Pregnancy and Cancerous Cells A latest study states that there is no variation in the severity of disease noticed in both; women who get breast cancer while pregnant or afterward; and in other women suffering from this form of cancer. This study was conducted by the researchers at The University of Texas M.D. Anderson Cancer Center.

It is stated that the onset of breast cancer during pregnancy or pregnancy-associated breast cancers, as it is commonly known, either develop during pregnancy itself or in less than one year after pregnancy. Earlier researches on the issue have hinted at the role that pregnancy plays in reducing the survival rate of breast cancer patients. The present study was conducted with the aim of clarifying this issue.

The study investigators evaluated the medical records of more than 650 breast cancer patients, aged 35 or younger. Out of the 668 breast cancers, about 104 were pregnancy associated, 51 were developed during pregnancy, while 53 were developed within one year after pregnancy.

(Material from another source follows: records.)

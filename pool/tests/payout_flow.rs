mod common;

use common::{address, FakeNode, FixedUncleInfo};
use std::sync::atomic::Ordering;
use std::sync::Arc;
use tidepool::blockchain::Account;
use tidepool::config::Config;
use tidepool::payout::distribution::{self, plan};
use tidepool::payout::{Banker, Ed25519Signer, SweepSummary, TxSigner};
use tidepool::store::{MemoryStore, MinedBlock, MinedBlockStatus, PoolStore};
use tidepool_core::blockchain::block::Hash;
use tidepool_core::blockchain::consensus::{self, BlockStatus};
use tidepool_core::tx::{SignedTx, UnsignedTx};

const REWARD: u64 = 12_000_000_000;

struct Rig {
    node: Arc<FakeNode>,
    store: Arc<MemoryStore>,
    signer: Arc<Ed25519Signer>,
    banker: Banker,
    config: Arc<Config>,
}

fn rig(uncle_depth: Option<u64>) -> Rig {
    let node = FakeNode::new();
    let store = Arc::new(MemoryStore::new());
    let signer = Arc::new(Ed25519Signer::from_bytes(&[7u8; 32]));
    let config = Arc::new(Config::default());
    let banker = Banker::new(
        config.clone(),
        node.services(),
        store.clone(),
        Arc::new(FixedUncleInfo(uncle_depth)),
        signer.clone(),
    );
    node.set_tip(1_000);
    Rig {
        node,
        store,
        signer,
        banker,
        config,
    }
}

fn hash(seed: u8) -> Hash {
    Hash([seed; 32])
}

fn mined(seed: u8, shares: &[u64], total: u64) -> MinedBlock {
    MinedBlock {
        hash: hash(seed).to_hex(),
        status: MinedBlockStatus::Pending,
        prev_hash: hash(0).to_hex(),
        timestamp: 1_700_000_000_000,
        addresses: (0..shares.len()).map(|i| address(100 + i as u8)).collect(),
        shares: shares.to_vec(),
        total_shares: total,
        reward: REWARD,
        paid: false,
    }
}

fn amounts(txs: &[SignedTx]) -> Vec<(String, u64)> {
    txs.iter().map(|t| (t.tx.to.clone(), t.tx.amount)).collect()
}

fn nonces(txs: &[SignedTx]) -> Vec<u64> {
    txs.iter().map(SignedTx::nonce).collect()
}

// ---------------------------------------------------------------------------
// Classification and maturity
// ---------------------------------------------------------------------------

#[tokio::test]
async fn immature_block_only_gets_its_label() {
    let r = rig(None);
    r.store.add_mined_block(&mined(1, &[30, 70], 100)).await.unwrap();
    r.node.place(hash(1), BlockStatus::MainChain, false, Some(900));

    let summary = r.banker.sweep().await.unwrap();
    assert_eq!(summary, SweepSummary { waiting: 1, ..Default::default() });

    let pending = r.store.mined_blocks().await.unwrap();
    assert_eq!(pending.len(), 1);
    assert_eq!(pending[0].status, MinedBlockStatus::MainChain);
    assert!(r.node.pooled_txs.lock().unwrap().is_empty());
    assert!(r.store.history(10).await.unwrap().is_empty());
}

#[tokio::test]
async fn unknown_height_never_matures() {
    let r = rig(None);
    r.store.add_mined_block(&mined(1, &[1], 1)).await.unwrap();

    let summary = r.banker.sweep().await.unwrap();
    assert_eq!(summary.waiting, 1);
    assert_eq!(r.store.mined_blocks().await.unwrap()[0].status, MinedBlockStatus::Pending);
}

#[tokio::test]
async fn matured_off_chain_block_is_orphaned() {
    let r = rig(None);
    r.store.add_mined_block(&mined(1, &[30, 70], 100)).await.unwrap();
    r.node.place(hash(1), BlockStatus::Block, false, Some(10));

    let summary = r.banker.sweep().await.unwrap();
    assert_eq!(summary.orphaned, 1);

    assert!(r.store.mined_blocks().await.unwrap().is_empty());
    let history = r.store.history(10).await.unwrap();
    assert_eq!(history[0].status, MinedBlockStatus::Orphan);
    assert!(!history[0].paid);
    assert!(r.node.pooled_txs.lock().unwrap().is_empty());
}

// ---------------------------------------------------------------------------
// Payouts
// ---------------------------------------------------------------------------

#[tokio::test]
async fn main_chain_block_pays_by_share() {
    let r = rig(None);
    *r.node.account.lock().unwrap() = Some(Account { balance: 100, nonce: 4 });
    let block = mined(1, &[30, 70], 100);
    r.store.add_mined_block(&block).await.unwrap();
    r.node.place(hash(1), BlockStatus::MainChain, false, Some(10));

    let summary = r.banker.sweep().await.unwrap();
    assert_eq!(summary, SweepSummary { paid: 1, ..Default::default() });

    let pooled = r.node.pooled_txs.lock().unwrap().clone();
    assert_eq!(
        amounts(&pooled),
        vec![
            (block.addresses[1].clone(), 8_357_999_999),
            (block.addresses[0].clone(), 3_581_999_999),
        ]
    );
    assert_eq!(nonces(&pooled), vec![5, 6]);
    assert!(pooled.iter().all(|t| t.verify() && t.tx.from == r.signer.address() && t.tx.fee == 1));
    assert_eq!(r.node.broadcast_txs.lock().unwrap().len(), 2);

    assert!(r.store.mined_blocks().await.unwrap().is_empty());
    let history = r.store.history(10).await.unwrap();
    assert_eq!(history.len(), 1);
    assert_eq!(history[0].status, MinedBlockStatus::MainChain);
    assert!(history[0].paid);
}

#[tokio::test]
async fn uncle_without_depth_uses_fallback() {
    let r = rig(None);
    let block = mined(2, &[1, 3], 4);
    r.store.add_mined_block(&block).await.unwrap();
    r.node.place(hash(2), BlockStatus::Block, true, Some(10));

    let summary = r.banker.sweep().await.unwrap();
    assert_eq!(summary.paid, 1);

    let reward = consensus::uncle_reward(REWARD, r.config.uncle_fallback_depth);
    let expected: Vec<(String, u64)> = plan(
        &block,
        reward,
        distribution::to_decimal(r.config.pool_fee),
        distribution::to_decimal(r.config.miner_fee),
    )
    .unwrap()
    .allocations
    .iter()
    .map(|a| (a.address.clone(), a.net_units().unwrap()))
    .collect();
    assert_eq!(amounts(&r.node.pooled_txs.lock().unwrap()), expected);

    let history = r.store.history(10).await.unwrap();
    assert_eq!(history[0].status, MinedBlockStatus::Uncle);
}

#[tokio::test]
async fn uncle_depth_from_lookup() {
    let r = rig(Some(1));
    let block = mined(2, &[1], 1);
    r.store.add_mined_block(&block).await.unwrap();
    r.node.place(hash(2), BlockStatus::Header, true, Some(10));

    r.banker.sweep().await.unwrap();

    let reward = consensus::uncle_reward(REWARD, 1);
    let paid = r.node.pooled_txs.lock().unwrap()[0].tx.amount;
    let expected = plan(
        &block,
        reward,
        distribution::to_decimal(r.config.pool_fee),
        distribution::to_decimal(r.config.miner_fee),
    )
    .unwrap()
    .allocations[0]
        .net_units()
        .unwrap();
    assert_eq!(paid, expected);
    assert!(reward < REWARD);
}

#[tokio::test]
async fn zero_share_contributors_are_skipped() {
    let r = rig(None);
    let block = mined(3, &[5, 0], 5);
    r.store.add_mined_block(&block).await.unwrap();
    r.node.place(hash(3), BlockStatus::MainChain, false, Some(10));

    let summary = r.banker.sweep().await.unwrap();
    assert_eq!(summary.paid, 1);

    let pooled = r.node.pooled_txs.lock().unwrap().clone();
    assert_eq!(pooled.len(), 1);
    assert_eq!(pooled[0].tx.to, block.addresses[0]);
    assert_eq!(pooled[0].nonce(), 0);
}

// ---------------------------------------------------------------------------
// Failures
// ---------------------------------------------------------------------------

#[tokio::test]
async fn inconsistent_record_is_held() {
    let r = rig(None);
    r.store.add_mined_block(&mined(1, &[1, 2], 5)).await.unwrap();
    r.node.place(hash(1), BlockStatus::MainChain, false, Some(10));

    let summary = r.banker.sweep().await.unwrap();
    assert_eq!(summary, SweepSummary { held: 1, ..Default::default() });

    let pending = r.store.mined_blocks().await.unwrap();
    assert_eq!(pending.len(), 1);
    assert_eq!(pending[0].status, MinedBlockStatus::MainChain);
    assert!(r.store.history(10).await.unwrap().is_empty());
    assert!(r.node.pooled_txs.lock().unwrap().is_empty());
}

#[tokio::test]
async fn rejected_transfer_archives_unpaid() {
    let r = rig(None);
    r.node.fail_put_txs.store(true, Ordering::SeqCst);
    r.store.add_mined_block(&mined(1, &[30, 70], 100)).await.unwrap();
    r.node.place(hash(1), BlockStatus::MainChain, false, Some(10));

    let summary = r.banker.sweep().await.unwrap();
    assert_eq!(summary.failed, 1);

    assert!(r.store.mined_blocks().await.unwrap().is_empty());
    let history = r.store.history(10).await.unwrap();
    assert_eq!(history[0].status, MinedBlockStatus::MainChain);
    assert!(!history[0].paid);
    assert!(r.node.broadcast_txs.lock().unwrap().is_empty());
}

#[tokio::test]
async fn malformed_hash_counts_as_error() {
    let r = rig(None);
    let mut block = mined(1, &[1], 1);
    block.hash = "not-hex".into();
    r.store.add_mined_block(&block).await.unwrap();

    let summary = r.banker.sweep().await.unwrap();
    assert_eq!(summary, SweepSummary { errors: 1, ..Default::default() });
    assert_eq!(r.store.mined_blocks().await.unwrap().len(), 1);
}

#[tokio::test]
async fn overlapping_sweep_is_skipped() {
    let r = rig(None);
    r.node.lookup_delay_ms.store(100, Ordering::SeqCst);
    r.store.add_mined_block(&mined(1, &[1], 1)).await.unwrap();

    let (first, second) = tokio::join!(r.banker.sweep(), r.banker.sweep());
    assert_eq!(first.map(|s| s.waiting), Some(1));
    assert_eq!(second, None);

    assert!(r.banker.sweep().await.is_some());
}

// ---------------------------------------------------------------------------
// Nonces
// ---------------------------------------------------------------------------

#[tokio::test]
async fn nonce_skips_outgoing_pool() {
    let r = rig(None);
    *r.node.account.lock().unwrap() = Some(Account { balance: 0, nonce: 4 });
    assert_eq!(r.banker.next_nonce().await.unwrap(), 5);

    *r.node.out_pending.lock().unwrap() = vec![SignedTx::unsigned_for_tests(UnsignedTx {
        from: r.signer.address().to_string(),
        to: address(1),
        amount: 1,
        fee: 1,
        nonce: 9,
    })];
    assert_eq!(r.banker.next_nonce().await.unwrap(), 10);

    r.store.add_mined_block(&mined(1, &[30, 70], 100)).await.unwrap();
    r.node.place(hash(1), BlockStatus::MainChain, false, Some(10));
    r.banker.sweep().await.unwrap();
    assert_eq!(nonces(&r.node.pooled_txs.lock().unwrap()), vec![10, 11]);

    assert_eq!(r.banker.next_nonce().await.unwrap(), 12);
}

#[tokio::test]
async fn evicted_transfer_frees_its_nonce() {
    let r = rig(None);
    *r.node.account.lock().unwrap() = Some(Account { balance: 0, nonce: 4 });
    r.store.add_mined_block(&mined(1, &[1], 1)).await.unwrap();
    r.node.place(hash(1), BlockStatus::MainChain, false, Some(10));

    r.banker.sweep().await.unwrap();
    assert_eq!(nonces(&r.node.pooled_txs.lock().unwrap()), vec![5]);

    // The pool dropped the transfer before it reached the chain.
    r.node.out_pending.lock().unwrap().clear();
    assert_eq!(r.banker.next_nonce().await.unwrap(), 5);
}

#[tokio::test]
async fn outcome_is_reported_per_block() {
    let r = rig(None);
    r.store.add_mined_block(&mined(1, &[1], 1)).await.unwrap();
    r.store.add_mined_block(&mined(2, &[1], 1)).await.unwrap();
    r.store.add_mined_block(&mined(3, &[1], 1)).await.unwrap();
    r.node.place(hash(1), BlockStatus::MainChain, false, Some(10));
    r.node.place(hash(2), BlockStatus::Block, false, Some(10));
    r.node.place(hash(3), BlockStatus::MainChain, false, Some(995));

    let summary = r.banker.sweep().await.unwrap();
    assert_eq!(
        summary,
        SweepSummary {
            paid: 1,
            orphaned: 1,
            waiting: 1,
            ..Default::default()
        }
    );
    let left = r.store.mined_blocks().await.unwrap();
    assert_eq!(left.len(), 1);
    assert_eq!(left[0].hash, hash(3).to_hex());
}
/// Redis-backed pool store
///
/// Layout (all keys under the configured prefix):
/// - `<p>:workers`         hash, session id → worker JSON
/// - `<p>:mined`           hash, block hash → mined block JSON
/// - `<p>:mined:order`     list of block hashes, insertion order
/// - `<p>:history`         list of archived mined block JSON, newest first
/// - `<p>:snapshot:pool`   pool snapshot JSON
/// - `<p>:snapshot:network` network snapshot JSON

use anyhow::{anyhow, Result};
use async_trait::async_trait;
use redis::AsyncCommands;
use serde::de::DeserializeOwned;
use std::collections::HashMap;
use std::sync::{Arc, OnceLock};
use tokio::sync::RwLock;

use super::{MinedBlock, MinedBlockStatus, NetworkSnapshot, PoolSnapshot, PoolStore};
use crate::metrics::prometheus as metrics;
use crate::workers::{Worker, WorkerUpdate};

/// HSET only while the field still exists, so an update racing a removal
/// cannot bring the worker back.
const HSET_IF_PRESENT: &str = r#"
if redis.call('HEXISTS', KEYS[1], ARGV[1]) == 1 then
    redis.call('HSET', KEYS[1], ARGV[1], ARGV[2])
    return 1
end
return 0
"#;

static HSET_IF_PRESENT_SCRIPT: OnceLock<redis::Script> = OnceLock::new();

fn hset_if_present() -> &'static redis::Script {
    HSET_IF_PRESENT_SCRIPT.get_or_init(|| redis::Script::new(HSET_IF_PRESENT))
}

pub struct RedisStore {
    client: redis::Client,
    connection: Arc<RwLock<Option<redis::aio::ConnectionManager>>>,
    prefix: String,
}

fn parse<T: DeserializeOwned>(raw: &str, what: &str) -> Option<T> {
    match serde_json::from_str(raw) {
        Ok(v) => Some(v),
        Err(e) => {
            tracing::error!("Corrupt {} record in Redis: {}", what, e);
            None
        }
    }
}

impl RedisStore {
    pub fn new(redis_url: &str, prefix: &str) -> Result<Self> {
        let client = redis::Client::open(redis_url)
            .map_err(|e| anyhow!("Failed to create Redis client: {}", e))?;
        Ok(Self {
            client,
            connection: Arc::new(RwLock::new(None)),
            prefix: prefix.to_string(),
        })
    }

    fn key(&self, name: &str) -> String {
        format!("{}:{}", self.prefix, name)
    }

    /// Get async connection (lazy initialization)
    async fn get_connection(&self) -> Result<redis::aio::ConnectionManager> {
        let mut guard = self.connection.write().await;
        if let Some(conn) = guard.as_ref() {
            return Ok(conn.clone());
        }
        let manager = self.client.get_connection_manager().await.map_err(|e| {
            metrics::inc_redis_errors();
            anyhow!("Failed to get connection manager: {}", e)
        })?;
        *guard = Some(manager.clone());
        Ok(manager)
    }

    fn redis_err(op: &str, e: redis::RedisError) -> anyhow::Error {
        metrics::inc_redis_errors();
        anyhow!("Redis {} failed: {}", op, e)
    }

    async fn get_json<T: DeserializeOwned>(&self, name: &str) -> Result<Option<T>> {
        let mut conn = self.get_connection().await?;
        let raw: Option<String> = conn
            .get(self.key(name))
            .await
            .map_err(|e| Self::redis_err("GET", e))?;
        Ok(raw.and_then(|r| parse(&r, name)))
    }

    async fn set_json<T: serde::Serialize>(&self, name: &str, value: &T) -> Result<()> {
        let mut conn = self.get_connection().await?;
        let json = serde_json::to_string(value)?;
        conn.set::<_, _, ()>(self.key(name), json)
            .await
            .map_err(|e| Self::redis_err("SET", e))
    }
}

#[async_trait]
impl PoolStore for RedisStore {
    async fn reset_workers(&self) -> Result<()> {
        let mut conn = self.get_connection().await?;
        conn.del::<_, ()>(self.key("workers"))
            .await
            .map_err(|e| Self::redis_err("DEL", e))
    }

    async fn upsert_worker(&self, worker: &Worker) -> Result<()> {
        let mut conn = self.get_connection().await?;
        let json = serde_json::to_string(worker)?;
        conn.hset::<_, _, _, ()>(self.key("workers"), &worker.id, json)
            .await
            .map_err(|e| Self::redis_err("HSET", e))
    }

    async fn update_worker(&self, id: &str, update: &WorkerUpdate) -> Result<()> {
        let mut conn = self.get_connection().await?;
        let key = self.key("workers");
        let raw: Option<String> = conn.hget(&key, id).await.map_err(|e| Self::redis_err("HGET", e))?;
        let Some(mut worker) = raw.and_then(|r| parse::<Worker>(&r, "worker")) else {
            return Ok(());
        };
        worker.apply(update);
        let json = serde_json::to_string(&worker)?;
        let written: i64 = hset_if_present()
            .key(&key)
            .arg(id)
            .arg(json)
            .invoke_async(&mut conn)
            .await
            .map_err(|e| Self::redis_err("EVALSHA", e))?;
        if written == 0 {
            tracing::debug!("Worker {} removed before its update landed", id);
        }
        Ok(())
    }

    async fn remove_worker(&self, id: &str) -> Result<()> {
        let mut conn = self.get_connection().await?;
        conn.hdel::<_, _, ()>(self.key("workers"), id)
            .await
            .map_err(|e| Self::redis_err("HDEL", e))
    }

    async fn workers(&self) -> Result<Vec<Worker>> {
        let mut conn = self.get_connection().await?;
        let all: HashMap<String, String> = conn
            .hgetall(self.key("workers"))
            .await
            .map_err(|e| Self::redis_err("HGETALL", e))?;
        let mut workers: Vec<Worker> = all.values().filter_map(|r| parse(r, "worker")).collect();
        workers.sort_by(|a, b| a.name.cmp(&b.name));
        Ok(workers)
    }

    async fn add_mined_block(&self, block: &MinedBlock) -> Result<()> {
        let mut conn = self.get_connection().await?;
        let json = serde_json::to_string(block)?;
        conn.hset::<_, _, _, ()>(self.key("mined"), &block.hash, json)
            .await
            .map_err(|e| Self::redis_err("HSET", e))?;
        conn.rpush::<_, _, ()>(self.key("mined:order"), &block.hash)
            .await
            .map_err(|e| Self::redis_err("RPUSH", e))
    }

    async fn mined_blocks(&self) -> Result<Vec<MinedBlock>> {
        let mut conn = self.get_connection().await?;
        let order: Vec<String> = conn
            .lrange(self.key("mined:order"), 0, -1)
            .await
            .map_err(|e| Self::redis_err("LRANGE", e))?;
        let mut all: HashMap<String, String> = conn
            .hgetall(self.key("mined"))
            .await
            .map_err(|e| Self::redis_err("HGETALL", e))?;
        Ok(order
            .iter()
            .filter_map(|h| all.remove(h))
            .filter_map(|r| parse(&r, "mined block"))
            .collect())
    }

    async fn update_mined_block_status(&self, hash: &str, status: MinedBlockStatus) -> Result<()> {
        let mut conn = self.get_connection().await?;
        let key = self.key("mined");
        let raw: Option<String> = conn.hget(&key, hash).await.map_err(|e| Self::redis_err("HGET", e))?;
        let Some(mut block) = raw.and_then(|r| parse::<MinedBlock>(&r, "mined block")) else {
            return Ok(());
        };
        block.status = status;
        let json = serde_json::to_string(&block)?;
        conn.hset::<_, _, _, ()>(&key, hash, json)
            .await
            .map_err(|e| Self::redis_err("HSET", e))
    }

    async fn delete_mined_block(&self, hash: &str) -> Result<()> {
        let mut conn = self.get_connection().await?;
        conn.hdel::<_, _, ()>(self.key("mined"), hash)
            .await
            .map_err(|e| Self::redis_err("HDEL", e))?;
        conn.lrem::<_, _, ()>(self.key("mined:order"), 0, hash)
            .await
            .map_err(|e| Self::redis_err("LREM", e))
    }

    async fn add_history(&self, block: &MinedBlock) -> Result<()> {
        let mut conn = self.get_connection().await?;
        let json = serde_json::to_string(block)?;
        conn.lpush::<_, _, ()>(self.key("history"), json)
            .await
            .map_err(|e| Self::redis_err("LPUSH", e))
    }

    async fn history(&self, limit: usize) -> Result<Vec<MinedBlock>> {
        if limit == 0 {
            return Ok(Vec::new());
        }
        let mut conn = self.get_connection().await?;
        let raw: Vec<String> = conn
            .lrange(self.key("history"), 0, limit as isize - 1)
            .await
            .map_err(|e| Self::redis_err("LRANGE", e))?;
        Ok(raw.iter().filter_map(|r| parse(r, "history")).collect())
    }

    async fn pool_snapshot(&self) -> Result<Option<PoolSnapshot>> {
        self.get_json("snapshot:pool").await
    }

    async fn replace_pool_snapshot(&self, snapshot: &PoolSnapshot) -> Result<()> {
        self.set_json("snapshot:pool", snapshot).await
    }

    async fn network_snapshot(&self) -> Result<Option<NetworkSnapshot>> {
        self.get_json("snapshot:network").await
    }

    async fn replace_network_snapshot(&self, snapshot: &NetworkSnapshot) -> Result<()> {
        self.set_json("snapshot:network", snapshot).await
    }
}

Dr. George Perkins, along with Dr. Beth Beadle and colleagues stated that, “Primary care and reproductive physicians should be aggressive in the work-up of breast symptoms in the pregnant population to expedite diagnosis and allow multidisciplinary treatment. Balancing the health of mother and child is… paramount; new evidence suggests that both can be prioritized and successful outcomes managed for both.”

It was noticed that in all the patients, no significant variation in the severity of cancer or likelihood of survival was noticed. A major set-back was that a delay in breast cancer diagnosis and treatment took place due to pregnancy. It is stated that in the pregnancy-associated breast cancer patients, treatments during pregnancy supposedly increased their survival rate, rather than waiting to conduct treatments after their delivery.

Their findings are published in the CANCER issue, a peer-reviewed journal of the American Cancer Society.